Letters can definitely be considered art - however we usually don't think it of the ones we're most familiar with. In Western societies, people find characters from Oriental scripts pleasing, and turn them into tattoos and such. In China, the reverse is true - they make merchandise (graphic t-shirts, for example) with text in the Latin alphabet, often without any idea what it means, so you end up with children's clothes shops stocking shirts with "fuck" and "i love racism" on them.
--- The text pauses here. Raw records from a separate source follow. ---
//! Context assembly under a character budget.

use crate::models::{Citation, RetrievedContext, SearchHit};

pub const CONTEXT_SEPARATOR: &str = "\n\n---\n\n";
const EXCERPT_CHARS: usize = 200;

/// A ranked hit paired with the display name of its document.
#[derive(Debug, Clone)]
pub struct ContextCandidate {
    pub hit: SearchHit,
    pub document_name: String,
}

/// Greedily joins candidates in rank order while the assembled context,
/// separators included, stays within `max_chars`. Stops at the first
/// candidate that would overflow.
pub fn assemble_context(candidates: Vec<ContextCandidate>, max_chars: usize) -> RetrievedContext {
    let separator_len = CONTEXT_SEPARATOR.chars().count();
    let mut parts = Vec::new();
    let mut citations = Vec::new();
    let mut used = 0usize;

    for candidate in candidates {
        let part = format!(
            "[Source: {}]\n{}",
            candidate.document_name, candidate.hit.text
        );
        let mut cost = part.chars().count();
        if !parts.is_empty() {
            cost += separator_len;
        }
        if used + cost > max_chars {
            break;
        }

        used += cost;
        parts.push(part);
        citations.push(citation(candidate));
    }

    RetrievedContext {
        context: parts.join(CONTEXT_SEPARATOR),
        citations,
    }
}

fn citation(candidate: ContextCandidate) -> Citation {
    let ContextCandidate { hit, document_name } = candidate;
    Citation {
        excerpt: excerpt(&hit.text),
        document_id: hit.document_id,
        document_name,
        record_id: hit.record_id,
        page_number: hit.page_number,
        relevance_score: hit.score,
    }
}

/// First 200 characters, with `...` appended when the text is longer.
pub fn excerpt(text: &str) -> String {
    truncate_with_ellipsis(text, EXCERPT_CHARS)
}

pub(crate) fn truncate_with_ellipsis(text: &str, limit: usize) -> String {
    let mut chars = text.chars();
    let head: String = chars.by_ref().take(limit).collect();
    if chars.next().is_some() {
        format!("{head}...")
    } else {
        head
    }
}

#[cfg(test)]
mod tests {
    use super::*;
    use crate::models::Metadata;

    fn candidate(id: &str, name: &str, text: &str, score: f64) -> ContextCandidate {
        ContextCandidate {
            hit: SearchHit {
                record_id: format!("{id}_0"),
                document_id: id.to_string(),
                text: text.to_string(),
                score,
                metadata: Metadata::new(),
                page_number: Some(2),
            },
            document_name: name.to_string(),
        }
    }

    #[test]
    fn parts_are_prefixed_and_separated() {
        let context = assemble_context(
            vec![
                candidate("a", "Manual", "first", 0.9),
                candidate("b", "Sheet", "second", 0.8),
            ],
            1_000,
        );

        assert_eq!(
            context.context,
            "[Source: Manual]\nfirst\n\n---\n\n[Source: Sheet]\nsecond"
        );
        assert_eq!(context.citations.len(), 2);
        assert_eq!(context.citations[0].document_name, "Manual");
        assert_eq!(context.citations[1].record_id, "b_0");
        assert_eq!(context.citations[1].page_number, Some(2));
    }

    #[test]
    fn budget_stops_at_first_overflow() {
        let candidates = vec![
            candidate("a", "A", &"x".repeat(40), 0.9),
            candidate("b", "B", &"y".repeat(400), 0.8),
            candidate("c", "C", "z", 0.7),
        ];

        let context = assemble_context(candidates, 100);
        assert_eq!(context.citations.len(), 1);
        assert_eq!(context.citations[0].document_id, "a");
        assert!(!context.context.contains('z'));
        assert!(context.context.chars().count() <= 100);
    }

    #[test]
    fn budget_counts_the_separator() {
        let first = "[Source: A]\naaaa";
        let second = "[Source: B]\nbbbb";
        let exact = first.len() + CONTEXT_SEPARATOR.len() + second.len();
        let candidates = || {
            vec![
                candidate("a", "A", "aaaa", 0.9),
                candidate("b", "B", "bbbb", 0.8),
            ]
        };

        assert_eq!(assemble_context(candidates(), exact).citations.len(), 2);
        assert_eq!(assemble_context(candidates(), exact - 1).citations.len(), 1);
    }

    #[test]
    fn empty_input_gives_empty_context() {
        let context = assemble_context(Vec::new(), 3_000);
        assert!(context.is_empty());
        assert_eq!(context.context, "");
    }

    #[test]
    fn excerpt_truncates_long_text() {
        let long = "é".repeat(250);
        let short = excerpt(&long);
        assert_eq!(short.chars().count(), 203);
        assert!(short.ends_with("..."));

        assert_eq!(excerpt(&"a".repeat(200)), "a".repeat(200));
        assert_eq!(excerpt("short"), "short");
    }
}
Letters, words, phrases ect. are all symbols/placeholders used by societies for emotional and intellectual response, and are thus an extremely valid vehicle to utilise, particularly in contemporary art which places dissemination of concept at a much higher level to aesthetic form (words and phrases are great for their malleablity). Not to say that the presentation of the words doesn't have a profound effect on how the message is conveyed (because it does, and has huge potential to change the whole peice).
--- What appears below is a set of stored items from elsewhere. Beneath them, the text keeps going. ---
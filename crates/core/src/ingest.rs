use crate::error::RagError;
use crate::models::ProcessingOutcome;
use crate::pipeline::RagPipeline;
use sha2::{Digest, Sha256};
use std::path::{Path, PathBuf};
use tracing::warn;
use walkdir::WalkDir;

const TEXT_EXTENSIONS: [&str; 3] = ["txt", "md", "markdown"];

/// A file on disk that can be ingested as one document.
#[derive(Debug, Clone, PartialEq, Eq)]
pub struct DocumentSource {
    pub document_id: String,
    pub name: String,
    pub path: PathBuf,
}

pub struct SkippedFile {
    pub path: PathBuf,
    pub reason: String,
}

pub struct IngestionReport {
    pub outcomes: Vec<(DocumentSource, ProcessingOutcome)>,
    pub skipped_files: Vec<SkippedFile>,
}

impl IngestionReport {
    pub fn completed(&self) -> usize {
        self.outcomes
            .iter()
            .filter(|(_, outcome)| matches!(outcome, ProcessingOutcome::Completed { .. }))
            .count()
    }
}

pub fn discover_text_files(folder: &Path) -> Vec<PathBuf> {
    let mut files = Vec::new();

    for entry in WalkDir::new(folder)
        .into_iter()
        .filter_map(|item| item.ok())
    {
        if !entry.file_type().is_file() {
            continue;
        }

        let is_text = entry
            .path()
            .extension()
            .and_then(|ext| ext.to_str())
            .is_some_and(|ext| {
                TEXT_EXTENSIONS
                    .iter()
                    .any(|known| ext.eq_ignore_ascii_case(known))
            });

        if is_text {
            files.push(entry.path().to_path_buf());
        }
    }

    files.sort_unstable();
    files
}

/// Stable document ID derived from the file path.
pub fn document_id_for(path: &Path) -> String {
    let mut hasher = Sha256::new();
    hasher.update(path.to_string_lossy().as_bytes());
    format!("{:x}", hasher.finalize())
}

pub fn document_source(path: &Path) -> Result<DocumentSource, RagError> {
    let name = path
        .file_name()
        .and_then(|name| name.to_str())
        .ok_or_else(|| {
            RagError::InvalidConfiguration(format!("path missing filename: {}", path.display()))
        })?;

    Ok(DocumentSource {
        document_id: document_id_for(path),
        name: name.to_string(),
        path: path.to_path_buf(),
    })
}

pub fn discover_documents(folder: &Path) -> Result<Vec<DocumentSource>, RagError> {
    let files = discover_text_files(folder);
    if files.is_empty() {
        return Err(RagError::InvalidConfiguration(format!(
            "no text files found in {}",
            folder.display()
        )));
    }

    files.iter().map(|path| document_source(path)).collect()
}

/// Processes every source, skipping files that cannot be read as UTF-8 text.
pub async fn ingest_sources_best_effort(
    pipeline: &RagPipeline,
    sources: Vec<DocumentSource>,
    force: bool,
) -> Result<IngestionReport, RagError> {
    let mut outcomes = Vec::new();
    let mut skipped_files = Vec::new();

    for source in sources {
        let text = match tokio::fs::read_to_string(&source.path).await {
            Ok(text) => text,
            Err(error) => {
                warn!(path = %source.path.display(), %error, "skipping unreadable file");
                skipped_files.push(SkippedFile {
                    path: source.path,
                    reason: error.to_string(),
                });
                continue;
            }
        };

        let outcome = pipeline
            .process_document(&source.document_id, &text, force)
            .await?;
        outcomes.push((source, outcome));
    }

    Ok(IngestionReport {
        outcomes,
        skipped_files,
    })
}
In the end, the general response to "is x and x art?" is that anything can be art as long as it is scrutinised, deconstructed and conpared as art. The movement towards conceptualisation and installation has only reinforced this idea and semiotics has become a staple of the intellectual process of desconstruction.
In terms of whether typography can be classed as "good art" though is wholly dependant on how you decide to tackle the concept. calligraphy - adding curly loops onto things itself is fairly shallow, as is fonts ect. it's an artform, but it isn't necessarily art. To forgo the message implied in the actual text to alone look at the aesthetic in which it is presented is ridiculous; you need to scrutinise the entire peice and the aesthetic presentation needs to have a meaningful relationship with the diction of the text involved otherwise it's simply needless pretention of the INT THAT GUD espousers.
If you want to explore the possibilities of using text in art, remember to look at the big picture. Marrying the concepts together (aesthetic, diction and implication) has the potential to make incredibly powerful statements very elegantly.